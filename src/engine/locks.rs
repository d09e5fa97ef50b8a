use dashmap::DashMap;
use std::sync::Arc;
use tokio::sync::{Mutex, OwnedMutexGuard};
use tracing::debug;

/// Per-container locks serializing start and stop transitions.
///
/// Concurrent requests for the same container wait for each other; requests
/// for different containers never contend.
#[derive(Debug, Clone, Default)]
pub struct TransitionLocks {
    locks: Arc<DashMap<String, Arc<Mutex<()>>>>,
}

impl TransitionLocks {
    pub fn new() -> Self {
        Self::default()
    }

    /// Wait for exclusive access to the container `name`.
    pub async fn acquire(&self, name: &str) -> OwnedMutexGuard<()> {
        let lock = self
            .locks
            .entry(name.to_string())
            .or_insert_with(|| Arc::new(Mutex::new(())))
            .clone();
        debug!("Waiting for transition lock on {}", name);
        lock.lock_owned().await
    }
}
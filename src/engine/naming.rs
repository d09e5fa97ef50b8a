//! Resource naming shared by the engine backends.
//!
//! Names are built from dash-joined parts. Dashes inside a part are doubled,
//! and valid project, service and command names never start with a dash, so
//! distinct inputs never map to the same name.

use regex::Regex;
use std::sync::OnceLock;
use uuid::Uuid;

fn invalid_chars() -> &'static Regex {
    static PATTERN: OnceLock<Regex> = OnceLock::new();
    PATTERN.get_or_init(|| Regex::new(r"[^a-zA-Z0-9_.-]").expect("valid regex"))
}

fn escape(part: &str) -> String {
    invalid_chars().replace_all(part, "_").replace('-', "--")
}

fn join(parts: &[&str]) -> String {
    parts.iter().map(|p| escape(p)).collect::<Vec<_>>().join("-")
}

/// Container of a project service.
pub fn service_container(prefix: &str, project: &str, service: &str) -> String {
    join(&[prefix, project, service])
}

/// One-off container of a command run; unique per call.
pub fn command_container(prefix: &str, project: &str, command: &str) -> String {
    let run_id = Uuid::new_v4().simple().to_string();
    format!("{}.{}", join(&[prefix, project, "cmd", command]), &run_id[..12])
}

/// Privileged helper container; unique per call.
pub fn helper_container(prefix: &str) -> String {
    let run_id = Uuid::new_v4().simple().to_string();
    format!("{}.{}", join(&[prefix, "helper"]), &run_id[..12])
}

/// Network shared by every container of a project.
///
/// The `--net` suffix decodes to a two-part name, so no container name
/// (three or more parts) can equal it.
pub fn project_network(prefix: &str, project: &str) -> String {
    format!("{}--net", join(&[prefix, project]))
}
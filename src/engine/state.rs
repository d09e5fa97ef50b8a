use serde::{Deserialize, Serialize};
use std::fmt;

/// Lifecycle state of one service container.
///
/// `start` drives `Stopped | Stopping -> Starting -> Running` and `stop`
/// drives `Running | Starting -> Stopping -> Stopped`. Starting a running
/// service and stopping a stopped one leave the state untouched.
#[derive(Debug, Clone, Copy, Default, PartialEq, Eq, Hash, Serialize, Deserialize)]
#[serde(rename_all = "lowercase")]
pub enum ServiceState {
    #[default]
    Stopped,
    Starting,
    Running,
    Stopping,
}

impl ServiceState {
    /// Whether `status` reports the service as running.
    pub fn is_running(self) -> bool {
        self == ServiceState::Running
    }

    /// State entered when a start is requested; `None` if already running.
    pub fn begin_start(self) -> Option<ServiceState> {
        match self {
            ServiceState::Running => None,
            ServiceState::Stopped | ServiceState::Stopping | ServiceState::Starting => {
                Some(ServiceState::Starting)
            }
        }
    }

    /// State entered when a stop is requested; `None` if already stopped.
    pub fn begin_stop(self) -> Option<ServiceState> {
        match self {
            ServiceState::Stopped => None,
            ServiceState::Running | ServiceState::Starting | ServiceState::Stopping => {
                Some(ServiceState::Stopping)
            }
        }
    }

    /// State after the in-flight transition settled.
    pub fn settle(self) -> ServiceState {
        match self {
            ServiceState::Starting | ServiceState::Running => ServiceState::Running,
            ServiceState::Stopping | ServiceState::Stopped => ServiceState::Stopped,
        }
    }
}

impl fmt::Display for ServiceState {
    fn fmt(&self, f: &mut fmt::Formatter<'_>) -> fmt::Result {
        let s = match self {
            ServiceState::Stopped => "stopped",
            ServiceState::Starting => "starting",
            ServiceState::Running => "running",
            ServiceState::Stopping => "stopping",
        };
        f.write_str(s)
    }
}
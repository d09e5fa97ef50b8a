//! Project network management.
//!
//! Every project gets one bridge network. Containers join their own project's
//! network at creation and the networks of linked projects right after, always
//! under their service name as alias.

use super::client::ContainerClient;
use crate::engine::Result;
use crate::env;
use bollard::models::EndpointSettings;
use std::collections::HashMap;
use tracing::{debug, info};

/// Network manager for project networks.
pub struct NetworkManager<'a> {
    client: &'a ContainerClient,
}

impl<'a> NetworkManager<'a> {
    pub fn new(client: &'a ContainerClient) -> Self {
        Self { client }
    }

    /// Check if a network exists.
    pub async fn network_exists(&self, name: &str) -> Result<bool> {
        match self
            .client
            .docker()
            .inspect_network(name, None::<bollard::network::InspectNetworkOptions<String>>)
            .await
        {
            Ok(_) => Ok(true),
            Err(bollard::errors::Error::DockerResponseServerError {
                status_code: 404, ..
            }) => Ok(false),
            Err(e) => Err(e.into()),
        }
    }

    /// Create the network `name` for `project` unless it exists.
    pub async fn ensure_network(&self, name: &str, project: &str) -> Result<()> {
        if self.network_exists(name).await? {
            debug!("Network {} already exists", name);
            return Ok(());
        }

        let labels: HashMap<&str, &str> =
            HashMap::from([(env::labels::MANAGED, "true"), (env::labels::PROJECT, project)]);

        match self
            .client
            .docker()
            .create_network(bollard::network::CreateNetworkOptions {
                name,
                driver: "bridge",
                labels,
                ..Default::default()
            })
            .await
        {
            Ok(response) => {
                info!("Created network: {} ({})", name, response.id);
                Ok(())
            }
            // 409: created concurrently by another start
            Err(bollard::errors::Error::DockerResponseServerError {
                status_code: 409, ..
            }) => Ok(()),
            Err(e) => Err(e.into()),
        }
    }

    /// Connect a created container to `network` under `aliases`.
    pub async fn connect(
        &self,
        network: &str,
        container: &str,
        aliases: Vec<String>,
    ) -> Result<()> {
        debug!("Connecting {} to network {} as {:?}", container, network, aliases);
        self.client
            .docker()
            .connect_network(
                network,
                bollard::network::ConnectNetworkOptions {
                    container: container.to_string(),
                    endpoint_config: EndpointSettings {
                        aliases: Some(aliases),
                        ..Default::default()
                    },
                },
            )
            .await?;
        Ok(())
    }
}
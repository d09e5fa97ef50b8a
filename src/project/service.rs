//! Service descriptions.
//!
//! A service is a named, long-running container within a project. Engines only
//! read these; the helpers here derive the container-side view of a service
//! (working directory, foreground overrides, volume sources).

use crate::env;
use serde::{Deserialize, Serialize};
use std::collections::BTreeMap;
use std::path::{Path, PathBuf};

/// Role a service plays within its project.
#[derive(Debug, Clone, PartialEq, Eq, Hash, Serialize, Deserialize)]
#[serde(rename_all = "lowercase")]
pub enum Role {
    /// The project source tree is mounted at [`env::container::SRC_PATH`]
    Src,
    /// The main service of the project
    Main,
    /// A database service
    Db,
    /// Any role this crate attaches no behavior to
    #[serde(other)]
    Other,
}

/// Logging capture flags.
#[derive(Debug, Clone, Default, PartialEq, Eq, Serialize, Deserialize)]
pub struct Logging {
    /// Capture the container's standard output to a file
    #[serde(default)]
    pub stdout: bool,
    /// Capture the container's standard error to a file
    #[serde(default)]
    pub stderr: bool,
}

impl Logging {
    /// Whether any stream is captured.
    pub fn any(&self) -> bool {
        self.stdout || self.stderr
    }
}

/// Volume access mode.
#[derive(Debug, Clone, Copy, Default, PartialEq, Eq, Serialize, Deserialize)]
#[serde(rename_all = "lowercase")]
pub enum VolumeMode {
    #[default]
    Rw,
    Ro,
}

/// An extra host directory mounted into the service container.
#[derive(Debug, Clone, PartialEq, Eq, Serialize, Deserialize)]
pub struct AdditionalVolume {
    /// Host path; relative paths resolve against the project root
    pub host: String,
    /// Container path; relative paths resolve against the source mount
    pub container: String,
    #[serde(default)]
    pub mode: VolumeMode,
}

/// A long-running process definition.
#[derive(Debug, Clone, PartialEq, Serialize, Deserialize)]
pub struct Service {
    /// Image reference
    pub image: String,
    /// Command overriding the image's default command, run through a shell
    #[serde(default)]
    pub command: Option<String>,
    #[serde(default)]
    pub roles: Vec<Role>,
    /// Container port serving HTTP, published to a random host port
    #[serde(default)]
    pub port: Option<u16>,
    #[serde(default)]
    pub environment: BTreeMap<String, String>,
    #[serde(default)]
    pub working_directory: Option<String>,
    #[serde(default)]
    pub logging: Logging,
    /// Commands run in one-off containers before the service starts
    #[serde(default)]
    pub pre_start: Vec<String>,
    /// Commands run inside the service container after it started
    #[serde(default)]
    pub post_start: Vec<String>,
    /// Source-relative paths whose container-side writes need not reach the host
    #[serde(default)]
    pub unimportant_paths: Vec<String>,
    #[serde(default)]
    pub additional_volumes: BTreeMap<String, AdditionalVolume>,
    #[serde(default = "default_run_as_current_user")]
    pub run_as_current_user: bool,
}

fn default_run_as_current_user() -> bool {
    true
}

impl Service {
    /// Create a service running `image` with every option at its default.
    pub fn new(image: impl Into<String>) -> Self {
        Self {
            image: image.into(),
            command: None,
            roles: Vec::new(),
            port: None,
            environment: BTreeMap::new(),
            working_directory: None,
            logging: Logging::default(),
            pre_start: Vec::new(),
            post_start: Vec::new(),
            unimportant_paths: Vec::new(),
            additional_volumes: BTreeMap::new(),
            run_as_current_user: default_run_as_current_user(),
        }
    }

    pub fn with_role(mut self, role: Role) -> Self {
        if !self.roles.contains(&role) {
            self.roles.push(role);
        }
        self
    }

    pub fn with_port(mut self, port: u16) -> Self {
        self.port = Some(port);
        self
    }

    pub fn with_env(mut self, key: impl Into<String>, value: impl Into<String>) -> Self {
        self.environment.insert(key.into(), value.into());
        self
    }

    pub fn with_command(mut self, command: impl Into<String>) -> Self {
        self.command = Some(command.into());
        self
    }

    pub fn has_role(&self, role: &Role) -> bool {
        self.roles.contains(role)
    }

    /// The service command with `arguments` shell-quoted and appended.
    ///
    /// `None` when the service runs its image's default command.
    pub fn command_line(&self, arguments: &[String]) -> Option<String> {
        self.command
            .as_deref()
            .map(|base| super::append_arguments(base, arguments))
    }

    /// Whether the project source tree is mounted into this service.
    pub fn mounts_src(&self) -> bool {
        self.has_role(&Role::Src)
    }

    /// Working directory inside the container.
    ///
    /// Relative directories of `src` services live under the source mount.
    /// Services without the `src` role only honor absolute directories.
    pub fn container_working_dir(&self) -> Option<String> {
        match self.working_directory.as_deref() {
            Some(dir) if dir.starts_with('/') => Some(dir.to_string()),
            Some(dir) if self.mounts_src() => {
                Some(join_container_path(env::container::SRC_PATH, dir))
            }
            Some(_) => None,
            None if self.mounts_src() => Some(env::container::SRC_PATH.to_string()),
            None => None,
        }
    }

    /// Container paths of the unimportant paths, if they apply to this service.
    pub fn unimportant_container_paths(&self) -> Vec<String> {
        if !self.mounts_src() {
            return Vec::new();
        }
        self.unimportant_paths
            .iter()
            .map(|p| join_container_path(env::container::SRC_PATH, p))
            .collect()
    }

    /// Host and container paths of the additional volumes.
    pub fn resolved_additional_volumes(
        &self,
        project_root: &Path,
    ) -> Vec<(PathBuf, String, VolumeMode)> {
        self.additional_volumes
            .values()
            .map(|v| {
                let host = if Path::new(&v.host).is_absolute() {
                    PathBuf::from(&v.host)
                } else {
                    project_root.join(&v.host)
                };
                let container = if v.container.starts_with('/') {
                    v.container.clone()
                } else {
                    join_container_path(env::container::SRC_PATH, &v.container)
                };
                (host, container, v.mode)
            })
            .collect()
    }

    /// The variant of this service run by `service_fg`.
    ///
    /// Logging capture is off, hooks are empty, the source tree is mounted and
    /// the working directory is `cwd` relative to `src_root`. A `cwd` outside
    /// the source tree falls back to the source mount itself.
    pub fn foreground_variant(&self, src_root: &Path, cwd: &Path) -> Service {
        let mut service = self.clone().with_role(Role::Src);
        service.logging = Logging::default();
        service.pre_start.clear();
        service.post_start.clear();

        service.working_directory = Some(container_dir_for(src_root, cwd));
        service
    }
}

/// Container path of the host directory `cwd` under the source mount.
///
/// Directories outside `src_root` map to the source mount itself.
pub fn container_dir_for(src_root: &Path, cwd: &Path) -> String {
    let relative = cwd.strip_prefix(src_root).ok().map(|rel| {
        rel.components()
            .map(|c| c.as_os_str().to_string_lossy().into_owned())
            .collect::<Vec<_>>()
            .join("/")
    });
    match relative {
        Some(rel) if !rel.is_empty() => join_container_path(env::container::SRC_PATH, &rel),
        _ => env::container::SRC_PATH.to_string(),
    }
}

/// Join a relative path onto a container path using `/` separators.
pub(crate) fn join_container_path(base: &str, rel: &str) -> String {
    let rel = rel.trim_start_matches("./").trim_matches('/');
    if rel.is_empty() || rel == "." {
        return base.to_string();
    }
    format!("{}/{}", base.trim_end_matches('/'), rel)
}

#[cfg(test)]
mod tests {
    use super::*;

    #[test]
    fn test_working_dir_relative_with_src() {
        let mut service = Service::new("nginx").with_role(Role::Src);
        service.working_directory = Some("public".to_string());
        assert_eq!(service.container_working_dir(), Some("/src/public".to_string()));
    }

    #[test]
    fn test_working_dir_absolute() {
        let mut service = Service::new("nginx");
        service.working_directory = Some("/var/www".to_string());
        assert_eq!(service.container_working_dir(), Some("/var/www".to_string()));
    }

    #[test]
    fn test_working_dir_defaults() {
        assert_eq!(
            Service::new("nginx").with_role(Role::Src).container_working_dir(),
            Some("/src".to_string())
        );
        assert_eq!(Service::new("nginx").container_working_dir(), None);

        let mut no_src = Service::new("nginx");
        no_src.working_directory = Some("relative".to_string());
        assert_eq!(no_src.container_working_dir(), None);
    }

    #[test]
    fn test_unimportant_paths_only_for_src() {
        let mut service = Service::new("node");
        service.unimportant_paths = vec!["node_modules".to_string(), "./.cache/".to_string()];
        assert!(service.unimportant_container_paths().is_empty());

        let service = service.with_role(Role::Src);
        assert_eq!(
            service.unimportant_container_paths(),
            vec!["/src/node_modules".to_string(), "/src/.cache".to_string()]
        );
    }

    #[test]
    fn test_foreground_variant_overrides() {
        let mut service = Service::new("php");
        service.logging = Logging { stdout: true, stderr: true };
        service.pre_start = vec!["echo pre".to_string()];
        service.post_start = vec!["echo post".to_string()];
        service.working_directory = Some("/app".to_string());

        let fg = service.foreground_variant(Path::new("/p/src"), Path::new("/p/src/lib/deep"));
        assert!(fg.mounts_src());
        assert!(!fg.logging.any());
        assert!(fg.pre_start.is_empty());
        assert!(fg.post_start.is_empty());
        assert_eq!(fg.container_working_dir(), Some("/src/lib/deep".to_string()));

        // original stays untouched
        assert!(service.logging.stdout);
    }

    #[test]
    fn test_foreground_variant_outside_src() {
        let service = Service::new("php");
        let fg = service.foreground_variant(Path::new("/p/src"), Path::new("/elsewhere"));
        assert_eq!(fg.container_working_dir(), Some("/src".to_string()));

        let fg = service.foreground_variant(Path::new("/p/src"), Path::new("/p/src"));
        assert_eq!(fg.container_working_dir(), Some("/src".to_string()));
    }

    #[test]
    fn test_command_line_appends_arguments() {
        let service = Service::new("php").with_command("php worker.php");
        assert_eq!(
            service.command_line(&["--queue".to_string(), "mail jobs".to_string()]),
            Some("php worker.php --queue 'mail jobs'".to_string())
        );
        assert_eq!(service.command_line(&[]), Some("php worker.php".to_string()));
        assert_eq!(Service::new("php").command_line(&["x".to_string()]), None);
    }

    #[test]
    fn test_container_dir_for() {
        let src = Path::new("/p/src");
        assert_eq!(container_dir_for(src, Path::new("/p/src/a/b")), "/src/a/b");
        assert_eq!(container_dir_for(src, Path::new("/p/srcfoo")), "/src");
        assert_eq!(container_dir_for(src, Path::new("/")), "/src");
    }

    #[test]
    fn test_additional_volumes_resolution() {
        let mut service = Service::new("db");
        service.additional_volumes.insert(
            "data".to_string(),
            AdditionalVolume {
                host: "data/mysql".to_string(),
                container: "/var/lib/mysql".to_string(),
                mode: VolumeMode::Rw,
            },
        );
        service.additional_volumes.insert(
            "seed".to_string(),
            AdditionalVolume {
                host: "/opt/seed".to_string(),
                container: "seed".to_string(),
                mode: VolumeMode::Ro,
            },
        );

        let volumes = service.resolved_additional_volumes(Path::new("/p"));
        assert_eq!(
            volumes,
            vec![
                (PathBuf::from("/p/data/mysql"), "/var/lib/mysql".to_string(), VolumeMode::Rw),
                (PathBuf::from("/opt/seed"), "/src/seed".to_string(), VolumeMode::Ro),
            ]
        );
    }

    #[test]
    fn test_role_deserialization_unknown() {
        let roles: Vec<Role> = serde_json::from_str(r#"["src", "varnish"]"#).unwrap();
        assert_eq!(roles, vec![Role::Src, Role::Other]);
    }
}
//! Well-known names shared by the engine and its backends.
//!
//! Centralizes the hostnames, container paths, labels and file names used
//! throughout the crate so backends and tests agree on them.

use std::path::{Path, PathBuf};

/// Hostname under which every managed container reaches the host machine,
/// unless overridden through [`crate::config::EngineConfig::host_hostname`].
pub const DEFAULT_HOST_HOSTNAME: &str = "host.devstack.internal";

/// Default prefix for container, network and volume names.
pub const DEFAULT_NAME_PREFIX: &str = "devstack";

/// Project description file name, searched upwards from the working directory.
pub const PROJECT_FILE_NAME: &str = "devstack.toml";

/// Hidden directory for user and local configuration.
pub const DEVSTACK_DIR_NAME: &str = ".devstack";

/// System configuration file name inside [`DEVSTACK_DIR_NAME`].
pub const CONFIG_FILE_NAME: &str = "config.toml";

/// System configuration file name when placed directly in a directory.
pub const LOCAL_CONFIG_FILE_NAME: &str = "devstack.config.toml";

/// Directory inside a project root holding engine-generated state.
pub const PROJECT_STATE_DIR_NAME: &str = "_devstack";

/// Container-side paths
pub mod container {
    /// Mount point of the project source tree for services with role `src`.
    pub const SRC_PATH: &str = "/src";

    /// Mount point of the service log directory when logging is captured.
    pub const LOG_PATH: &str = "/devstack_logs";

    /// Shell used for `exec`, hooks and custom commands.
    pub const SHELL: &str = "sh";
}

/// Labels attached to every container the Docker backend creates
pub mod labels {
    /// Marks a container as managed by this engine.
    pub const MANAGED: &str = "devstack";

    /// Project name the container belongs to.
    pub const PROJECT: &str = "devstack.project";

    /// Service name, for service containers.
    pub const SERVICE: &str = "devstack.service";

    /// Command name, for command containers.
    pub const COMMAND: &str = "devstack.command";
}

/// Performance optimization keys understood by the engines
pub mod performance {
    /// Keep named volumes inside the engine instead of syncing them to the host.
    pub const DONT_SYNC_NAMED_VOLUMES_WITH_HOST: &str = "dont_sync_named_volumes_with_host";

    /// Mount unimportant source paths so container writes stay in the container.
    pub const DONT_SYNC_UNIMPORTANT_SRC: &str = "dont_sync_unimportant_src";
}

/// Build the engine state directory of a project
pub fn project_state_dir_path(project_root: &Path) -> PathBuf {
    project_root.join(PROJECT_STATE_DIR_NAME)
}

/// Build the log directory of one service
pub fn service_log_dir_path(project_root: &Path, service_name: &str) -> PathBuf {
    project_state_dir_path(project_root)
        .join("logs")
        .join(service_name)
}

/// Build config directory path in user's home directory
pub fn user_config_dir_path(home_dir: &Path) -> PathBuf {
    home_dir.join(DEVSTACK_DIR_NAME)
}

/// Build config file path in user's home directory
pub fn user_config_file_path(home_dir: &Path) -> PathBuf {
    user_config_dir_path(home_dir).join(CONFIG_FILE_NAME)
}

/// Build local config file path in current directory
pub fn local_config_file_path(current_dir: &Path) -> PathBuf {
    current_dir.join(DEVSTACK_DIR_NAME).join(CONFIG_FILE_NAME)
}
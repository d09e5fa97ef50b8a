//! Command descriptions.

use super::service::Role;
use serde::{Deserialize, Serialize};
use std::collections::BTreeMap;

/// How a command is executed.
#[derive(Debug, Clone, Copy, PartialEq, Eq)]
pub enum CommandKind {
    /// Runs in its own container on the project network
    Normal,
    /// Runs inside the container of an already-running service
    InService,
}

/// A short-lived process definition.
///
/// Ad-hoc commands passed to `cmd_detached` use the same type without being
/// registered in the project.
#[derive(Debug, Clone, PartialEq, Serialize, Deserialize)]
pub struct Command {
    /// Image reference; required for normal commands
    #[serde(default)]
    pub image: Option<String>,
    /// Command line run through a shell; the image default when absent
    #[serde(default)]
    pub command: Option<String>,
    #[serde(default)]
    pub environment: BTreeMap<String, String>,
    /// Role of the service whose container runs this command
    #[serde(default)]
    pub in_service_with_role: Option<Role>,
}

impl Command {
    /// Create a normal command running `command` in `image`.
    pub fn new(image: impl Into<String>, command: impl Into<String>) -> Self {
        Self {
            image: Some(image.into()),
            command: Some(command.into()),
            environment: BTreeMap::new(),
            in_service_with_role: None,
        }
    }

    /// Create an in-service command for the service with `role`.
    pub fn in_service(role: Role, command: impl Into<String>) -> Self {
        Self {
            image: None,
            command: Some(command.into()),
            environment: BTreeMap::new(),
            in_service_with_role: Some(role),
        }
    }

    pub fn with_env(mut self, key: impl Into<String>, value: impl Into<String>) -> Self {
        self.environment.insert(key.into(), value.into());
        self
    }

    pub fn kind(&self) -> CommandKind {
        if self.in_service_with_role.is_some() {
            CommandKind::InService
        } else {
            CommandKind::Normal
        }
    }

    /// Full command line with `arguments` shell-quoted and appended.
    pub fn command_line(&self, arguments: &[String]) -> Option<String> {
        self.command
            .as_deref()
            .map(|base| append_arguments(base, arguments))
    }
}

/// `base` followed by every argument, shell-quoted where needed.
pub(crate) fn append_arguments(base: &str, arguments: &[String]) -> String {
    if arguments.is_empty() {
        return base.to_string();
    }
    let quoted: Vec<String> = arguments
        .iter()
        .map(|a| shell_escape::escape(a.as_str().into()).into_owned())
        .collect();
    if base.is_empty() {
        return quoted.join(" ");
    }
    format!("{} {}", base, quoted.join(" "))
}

+++++

### What to work on
Please return exactly the lines from the opening line of the data above through the line with "service: &str) ->", both included and nothing else.

### Expected output
filename src/engine/locks.rs
repository d09e5fa97ef50b8a
use dashmap::DashMap;
use std::sync::Arc;
use tokio::sync::{Mutex, OwnedMutexGuard};
use tracing::debug;

/// Per-container locks serializing start and stop transitions.
///
/// Concurrent requests for the same container wait for each other; requests
/// for different containers never contend.
#[derive(Debug, Clone, Default)]
pub struct TransitionLocks {
    locks: Arc<DashMap<String, Arc<Mutex<()>>>>,
}

impl TransitionLocks {
    pub fn new() -> Self {
        Self::default()
    }

    /// Wait for exclusive access to the container `name`.
    pub async fn acquire(&self, name: &str) -> OwnedMutexGuard<()> {
        let lock = self
            .locks
            .entry(name.to_string())
            .or_insert_with(|| Arc::new(Mutex::new(())))
            .clone();
        debug!("Waiting for transition lock on {}", name);
        lock.lock_owned().await
    }
}
filename src/engine/naming.rs
repository d09e5fa97ef50b8a
//! Resource naming shared by the engine backends.
//!
//! Names are built from dash-joined parts. Dashes inside a part are doubled,
//! and valid project, service and command names never start with a dash, so
//! distinct inputs never map to the same name.

use regex::Regex;
use std::sync::OnceLock;
use uuid::Uuid;

fn invalid_chars() -> &'static Regex {
    static PATTERN: OnceLock<Regex> = OnceLock::new();
    PATTERN.get_or_init(|| Regex::new(r"[^a-zA-Z0-9_.-]").expect("valid regex"))
}

fn escape(part: &str) -> String {
    invalid_chars().replace_all(part, "_").replace('-', "--")
}

fn join(parts: &[&str]) -> String {
    parts.iter().map(|p| escape(p)).collect::<Vec<_>>().join("-")
}

/// Container of a project service.
pub fn service_container(prefix: &str, project: &str, service: &str) -> String {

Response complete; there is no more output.